Lech Wałęsa złożył wniosek o udostępnienie mu jego teczki osobowej z gdańskiego oddziału IPN w marcu tego roku, po oskarżeniach o współpracę ze służbami bezpieczeństwa PRL, jakie podły pod jego adresem na falach Radia Maryja.

Były prezydent otrzymał status pokrzywdzonego co oznacza, że był inwigilowany przez służby, a nie był agentem służb.

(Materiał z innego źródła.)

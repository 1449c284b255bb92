use serde::{Deserialize, Serialize};

#[derive(Debug, Clone, Deserialize, Serialize)]
pub struct LoggingConfig {
    #[serde(default = "default_log_level")]
    pub level: String,

    /// Hex-dump every request and response at TRACE level.
    #[serde(default)]
    pub dump_packets: bool,
}

impl Default for LoggingConfig {
    fn default() -> Self {
        Self {
            level: default_log_level(),
            dump_packets: false,
        }
    }
}

fn default_log_level() -> String {
    "info".to_string()
}
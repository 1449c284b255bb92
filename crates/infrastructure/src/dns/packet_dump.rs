use std::fmt;

const BYTES_PER_LINE: usize = 16;

/// Canonical hex dump of a datagram for trace logging.
///
/// Each line is an 8-digit hex offset, sixteen hex bytes split in two
/// groups of eight, and a `|...|` gutter showing printable ASCII.
pub struct HexDump<'a>(pub &'a [u8]);

impl fmt::Display for HexDump<'_> {
    fn fmt(&self, f: &mut fmt::Formatter<'_>) -> fmt::Result {
        for (line, chunk) in self.0.chunks(BYTES_PER_LINE).enumerate() {
            if line > 0 {
                f.write_str("\n")?;
            }
            write!(f, "{:08x} ", line * BYTES_PER_LINE)?;

            for i in 0..BYTES_PER_LINE {
                if i == BYTES_PER_LINE / 2 {
                    f.write_str(" ")?;
                }
                match chunk.get(i) {
                    Some(b) => write!(f, " {:02x}", b)?,
                    None => f.write_str("   ")?,
                }
            }

            f.write_str("  |")?;
            for &b in chunk {
                let c = if (0x20..0x7f).contains(&b) { b as char } else { '.' };
                write!(f, "{}", c)?;
            }
            f.write_str("|")?;
        }
        Ok(())
    }
}
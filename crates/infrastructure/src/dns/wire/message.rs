use super::header::{decode_header, encode_header};
use super::name::CompressionTable;
use super::question::{decode_question, encode_question};
use super::record::{decode_record, encode_record};
use super::{ByteReader, ByteWriter, HEADER_LEN, MAX_UDP_MESSAGE_SIZE};
use authdns_domain::{Header, Message, Question, ResourceRecord, WireError};
use bytes::Bytes;

/// Decodes a complete message. Bytes after the last declared record are ignored.
pub fn decode_message(buf: &[u8]) -> Result<Message, WireError> {
    let reader = ByteReader::new(buf);
    let header = decode_header(&reader)?;

    let (questions, pos) = decode_questions(&reader, HEADER_LEN, header.question_count)?;
    let (answers, pos) = decode_records(&reader, pos, header.answer_count)?;
    let (authorities, pos) = decode_records(&reader, pos, header.authority_count)?;
    let (additionals, _) = decode_records(&reader, pos, header.additional_count)?;

    Ok(Message {
        id: header.id,
        flags: header.flags,
        questions,
        answers,
        authorities,
        additionals,
    })
}

/// Decodes exactly `count` questions starting at `offset`.
pub fn decode_questions(
    reader: &ByteReader<'_>,
    offset: usize,
    count: u16,
) -> Result<(Vec<Question>, usize), WireError> {
    let mut questions = Vec::new();
    let mut pos = offset;
    for _ in 0..count {
        let (question, next) = decode_question(reader, pos)?;
        questions.push(question);
        pos = next;
    }
    Ok((questions, pos))
}

/// Decodes exactly `count` resource records starting at `offset`.
pub fn decode_records(
    reader: &ByteReader<'_>,
    offset: usize,
    count: u16,
) -> Result<(Vec<ResourceRecord>, usize), WireError> {
    let mut records = Vec::new();
    let mut pos = offset;
    for _ in 0..count {
        let (record, next) = decode_record(reader, pos)?;
        records.push(record);
        pos = next;
    }
    Ok((records, pos))
}

/// Encodes `message` with name compression across all sections.
pub fn encode_message(message: &Message) -> Result<Bytes, WireError> {
    encode_message_with(message, CompressionTable::new())
}

/// Encodes `message` using the given compression table.
///
/// Header counts always come from the section lengths.
pub fn encode_message_with(
    message: &Message,
    mut table: CompressionTable,
) -> Result<Bytes, WireError> {
    let header = Header {
        id: message.id,
        flags: message.flags,
        question_count: section_count(message.questions.len(), "question")?,
        answer_count: section_count(message.answers.len(), "answer")?,
        authority_count: section_count(message.authorities.len(), "authority")?,
        additional_count: section_count(message.additionals.len(), "additional")?,
    };

    let mut writer = ByteWriter::with_capacity(MAX_UDP_MESSAGE_SIZE);
    encode_header(&mut writer, &header);

    for question in &message.questions {
        encode_question(&mut writer, question, &mut table);
    }
    for record in message
        .answers
        .iter()
        .chain(&message.authorities)
        .chain(&message.additionals)
    {
        encode_record(&mut writer, record, &mut table)?;
    }

    Ok(writer.into_bytes())
}

fn section_count(len: usize, section: &'static str) -> Result<u16, WireError> {
    u16::try_from(len).map_err(|_| WireError::SectionTooLarge(section))
}
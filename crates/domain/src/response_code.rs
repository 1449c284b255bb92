use std::fmt;

/// 4-bit RCODE carried in the header flags.
#[derive(Debug, Clone, Copy, PartialEq, Eq, Hash, Default)]
pub enum ResponseCode {
    #[default]
    NoError,
    FormatError,
    ServerFailure,
    NXDomain,
    NotImplemented,
    Refused,
    Unknown(u8),
}

impl ResponseCode {
    pub fn from_u8(value: u8) -> Self {
        match value & 0x0F {
            0 => ResponseCode::NoError,
            1 => ResponseCode::FormatError,
            2 => ResponseCode::ServerFailure,
            3 => ResponseCode::NXDomain,
            4 => ResponseCode::NotImplemented,
            5 => ResponseCode::Refused,
            other => ResponseCode::Unknown(other),
        }
    }

    pub fn to_u8(&self) -> u8 {
        match self {
            ResponseCode::NoError => 0,
            ResponseCode::FormatError => 1,
            ResponseCode::ServerFailure => 2,
            ResponseCode::NXDomain => 3,
            ResponseCode::NotImplemented => 4,
            ResponseCode::Refused => 5,
            ResponseCode::Unknown(other) => *other & 0x0F,
        }
    }

    pub fn as_str(&self) -> &'static str {
        match self {
            ResponseCode::NoError => "NOERROR",
            ResponseCode::FormatError => "FORMERR",
            ResponseCode::ServerFailure => "SERVFAIL",
            ResponseCode::NXDomain => "NXDOMAIN",
            ResponseCode::NotImplemented => "NOTIMP",
            ResponseCode::Refused => "REFUSED",
            ResponseCode::Unknown(_) => "RESERVED",
        }
    }
}

impl fmt::Display for ResponseCode {
    fn fmt(&self, f: &mut fmt::Formatter<'_>) -> fmt::Result {
        match self {
            ResponseCode::Unknown(code) => write!(f, "RCODE{}", code),
            other => f.write_str(other.as_str()),
        }
    }
}
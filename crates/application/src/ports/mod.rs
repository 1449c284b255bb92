mod answer_source;

pub use answer_source::AnswerSource;
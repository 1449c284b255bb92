mod mock_answer_source;

pub use mock_answer_source::*;
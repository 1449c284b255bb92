#![allow(dead_code)]
use authdns_domain::{DomainName, RecordClass, RecordType, ResourceRecord};

pub fn name(text: &str) -> DomainName {
    text.parse().unwrap()
}

pub struct ResourceRecordBuilder {
    name: DomainName,
    rtype: RecordType,
    rclass: RecordClass,
    ttl: u32,
    rdata: Vec<u8>,
}

impl ResourceRecordBuilder {
    pub fn new() -> Self {
        Self {
            name: name("example.com"),
            rtype: RecordType::A,
            rclass: RecordClass::IN,
            ttl: 300,
            rdata: vec![192, 0, 2, 1],
        }
    }

    pub fn name(mut self, text: &str) -> Self {
        self.name = name(text);
        self
    }

    pub fn rtype(mut self, rtype: RecordType) -> Self {
        self.rtype = rtype;
        self
    }

    pub fn ttl(mut self, ttl: u32) -> Self {
        self.ttl = ttl;
        self
    }

    pub fn rdata(mut self, rdata: &[u8]) -> Self {
        self.rdata = rdata.to_vec();
        self
    }

    pub fn build(self) -> ResourceRecord {
        ResourceRecord::new(self.name, self.rtype, self.rclass, self.ttl, self.rdata)
    }
}
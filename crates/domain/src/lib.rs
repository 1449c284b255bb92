//! authdns Domain Layer
pub mod config;
pub mod dns_header;
pub mod dns_message;
pub mod dns_name;
pub mod dns_question;
pub mod dns_record;
pub mod errors;
pub mod op_code;
pub mod response_code;

pub use config::{AnswerConfig, CliOverrides, Config, ConfigError, LoggingConfig, ServerConfig};
pub use dns_header::{Header, HeaderFlags};
pub use dns_message::Message;
pub use dns_name::{DomainName, MAX_LABEL_LEN, MAX_NAME_LEN};
pub use dns_question::Question;
pub use dns_record::{RecordClass, RecordType, ResourceRecord};
pub use errors::{DomainError, WireError};
pub use op_code::OpCode;
pub use response_code::ResponseCode;
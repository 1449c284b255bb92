use authdns_application::services::SyntheticAnswerSource;
use authdns_application::use_cases::AnswerQueryUseCase;
use authdns_domain::Config;
use authdns_infrastructure::dns::{DnsServerHandler, MessageAssembler};
use std::sync::Arc;
use tracing::info;

pub struct DnsServices {
    pub handler: Arc<DnsServerHandler>,
}

impl DnsServices {
    pub fn new(config: &Config) -> Self {
        info!(
            address = %config.answer.address,
            ttl = config.answer.ttl,
            "Synthesizing A answers"
        );

        let source = Arc::new(SyntheticAnswerSource::from_config(&config.answer));
        let use_case = Arc::new(AnswerQueryUseCase::new(source));
        let assembler = MessageAssembler::new(use_case);
        let handler = DnsServerHandler::new(assembler).with_packet_dump(config.logging.dump_packets);

        Self {
            handler: Arc::new(handler),
        }
    }
}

- Podkreślam dzisiaj z najwyższą starannością. Instytut nie przyznaje statusu pokrzywdzonego, bo ten status Lech Wałęsa sam swoją działalnością sobie przyznał. My tylko potwierdzamy. Instytut potwierdził dzisiaj, że informacje zgromadzone w dokumentach IPN uprawniają Instytut do uznania Lecha Wałęsy za pokrzywdzonego - powiedział Państwowej Agencji Prasowej Leon Kieres, prezes gdańskiego IPN.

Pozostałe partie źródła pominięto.